Human percutaneous absorption of a direct hair dye comparing in vitro and in vivo results: Implications for safety assessment and animal testing

Although in vitro skin absorption studies often detect small residues of applied test material in the epidermis/dermis, it is uncertain whether the residue is within the living skin. We studied the dermal absorption of a hair dye hydroxyanthraquinone–aminopropyl methyl morpholinium methosulphate (HAM) in human skin in vivo and in vitro. In vivo, skin (back and scalp) received 0.5% HAM in a commercial formulation at 20 μg/cm2 After 0.5 or 48 h, skin was tape stripped, followed by cyanoacrylate biopsies (CAB). Sebum from scalp sites was collected for 48 h. In vitro, skin was treated with 20 mg/cm2 dye for 0.5 h, penetration determined after 24 h. In vivo, at 0.5 h, total recovery (back) was 0.67 μg/cm2 (tape strips + CAB). Fluorescence microscopy showed HAM in the hair follicle openings (HFO). At 0.5 h, scalp tape strips contained 1.80 μg/cm2, HFO 0.82 μg/cm2. At 48 h, HFO contained 0.21 μg/cm2, sebum 0.80 μg/cm2. In vivo, skin residues were in the non-living skin and eliminated via desquamation and sebum secretion. In vitro, the SC contained 1.50 μg/cm2, epidermis/dermis 0.86 μg/cm2, receptor fluid < 0.04 μg/cm2, a total of 0.90 μg/cm2 was considered to be bioavailable. In vitro epidermis/dermis residues were nearly identical to those located in non-living skin in vivo.

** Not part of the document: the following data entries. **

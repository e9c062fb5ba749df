//! Shape, appearance, and material nodes.

use glam::Vec3;
use tracing::error;

use crate::graph::SceneGraph;
use crate::mesh::GeometryCache;
use crate::node::{NodeClass, NodeId, NodeInit};
use crate::registry::NodeDescriptor;

use super::{NodeKind, ShapeState, APPEARANCE, MATERIAL, SHAPE};

pub const SHAPE_NODE: NodeDescriptor = NodeDescriptor {
    name: "Shape",
    component: "Shape",
    classes: SHAPE,
    build: build_shape,
};

fn build_shape(init: &mut NodeInit, _cache: &mut GeometryCache) -> NodeKind {
    init.bool_field("render", true);
    init.bool_field("isPickable", true);
    init.single("appearance", NodeClass::Appearance);
    init.single("geometry", NodeClass::Geometry);
    NodeKind::Shape(ShapeState {
        geometry_dirty: true,
        material_dirty: true,
        ..ShapeState::default()
    })
}

pub const APPEARANCE_NODE: NodeDescriptor = NodeDescriptor {
    name: "Appearance",
    component: "Shape",
    classes: APPEARANCE,
    build: build_appearance,
};

fn build_appearance(init: &mut NodeInit, _cache: &mut GeometryCache) -> NodeKind {
    init.single("material", NodeClass::Material);
    NodeKind::Appearance
}

pub const MATERIAL_NODE: NodeDescriptor = NodeDescriptor {
    name: "Material",
    component: "Shape",
    classes: MATERIAL,
    build: build_material,
};

fn build_material(init: &mut NodeInit, _cache: &mut GeometryCache) -> NodeKind {
    init.float_field("ambientIntensity", 0.2);
    init.color_field("diffuseColor", Vec3::splat(0.8));
    init.color_field("emissiveColor", Vec3::ZERO);
    init.float_field("shininess", 0.2);
    init.color_field("specularColor", Vec3::ZERO);
    init.float_field("transparency", 0.0);
    NodeKind::Material
}

/// Shape setup completion: a shape without an appearance gets a default one,
/// a shape without geometry is reported (it can never render).
pub(crate) fn shape_node_changed(graph: &mut SceneGraph, id: NodeId) {
    let (has_appearance, has_geometry, def_name) = match graph.node(id) {
        Some(node) => (
            node.child_in_slot("appearance").is_some(),
            node.child_in_slot("geometry").is_some(),
            node.def_name.clone().unwrap_or_default(),
        ),
        None => return,
    };
    if !has_appearance {
        if let Some(app) = graph.create_default_node("Appearance") {
            graph.add_child(id, app, Some("appearance"));
            appearance_node_changed(graph, app);
        }
    }
    if !has_geometry {
        error!(shape = %def_name, "no geometry given in shape");
    }
}

/// Appearance setup completion: synthesize a default material when absent.
pub(crate) fn appearance_node_changed(graph: &mut SceneGraph, id: NodeId) {
    let missing = graph
        .node(id)
        .map(|node| node.child_in_slot("material").is_none())
        .unwrap_or(false);
    if missing {
        if let Some(mat) = graph.create_default_node("Material") {
            graph.add_child(id, mat, Some("material"));
        }
    }
}

/// Material edits dirty every shape above the owning appearance.
pub(crate) fn material_field_changed(graph: &mut SceneGraph, id: NodeId) {
    let appearances: Vec<NodeId> = match graph.node(id) {
        Some(node) => node.parents().to_vec(),
        None => return,
    };
    for app in appearances {
        let shapes: Vec<NodeId> = match graph.node(app) {
            Some(node) => node.parents().to_vec(),
            None => continue,
        };
        for shape in shapes {
            if let Some(state) = graph.node_mut(shape).and_then(|n| n.kind.shape_mut()) {
                state.material_dirty = true;
            }
        }
    }
}

/// Mark the shapes directly above a geometry or property node as needing a
/// geometry re-upload.
pub(crate) fn dirty_parent_shapes(graph: &mut SceneGraph, geometry: NodeId) {
    let parents: Vec<NodeId> = match graph.node(geometry) {
        Some(node) => node.parents().to_vec(),
        None => return,
    };
    for parent in parents {
        if let Some(state) = graph.node_mut(parent).and_then(|n| n.kind.shape_mut()) {
            state.geometry_dirty = true;
        }
    }
}

/// Last-parent teardown: retire renderer resources and release the pick id.
/// Runs at most once because the handle and id are taken out of the state.
pub(crate) fn shape_parent_removed(graph: &mut SceneGraph, id: NodeId) {
    let orphaned = graph
        .node(id)
        .map(|node| node.parents().is_empty())
        .unwrap_or(false);
    if !orphaned {
        return;
    }
    let (handle, pick_id) = match graph.node_mut(id).and_then(|n| n.kind.shape_mut()) {
        Some(state) => (state.render_handle.take(), state.pick_id.take()),
        None => return,
    };
    if let Some(handle) = handle {
        graph.retire_render_handle(handle);
    }
    if let Some(pick_id) = pick_id {
        graph.release_pick_id(pick_id);
    }
}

In conclusion, in vitro percutaneous penetration studies may produce seemingly bioavailable material , which raises the need for a Threshold of Skin Absorption (TSA) addressing a negligible dermal absorption in order to avoid unnecessary in vivo toxicity studies on substances that produce no significant human systemic exposure.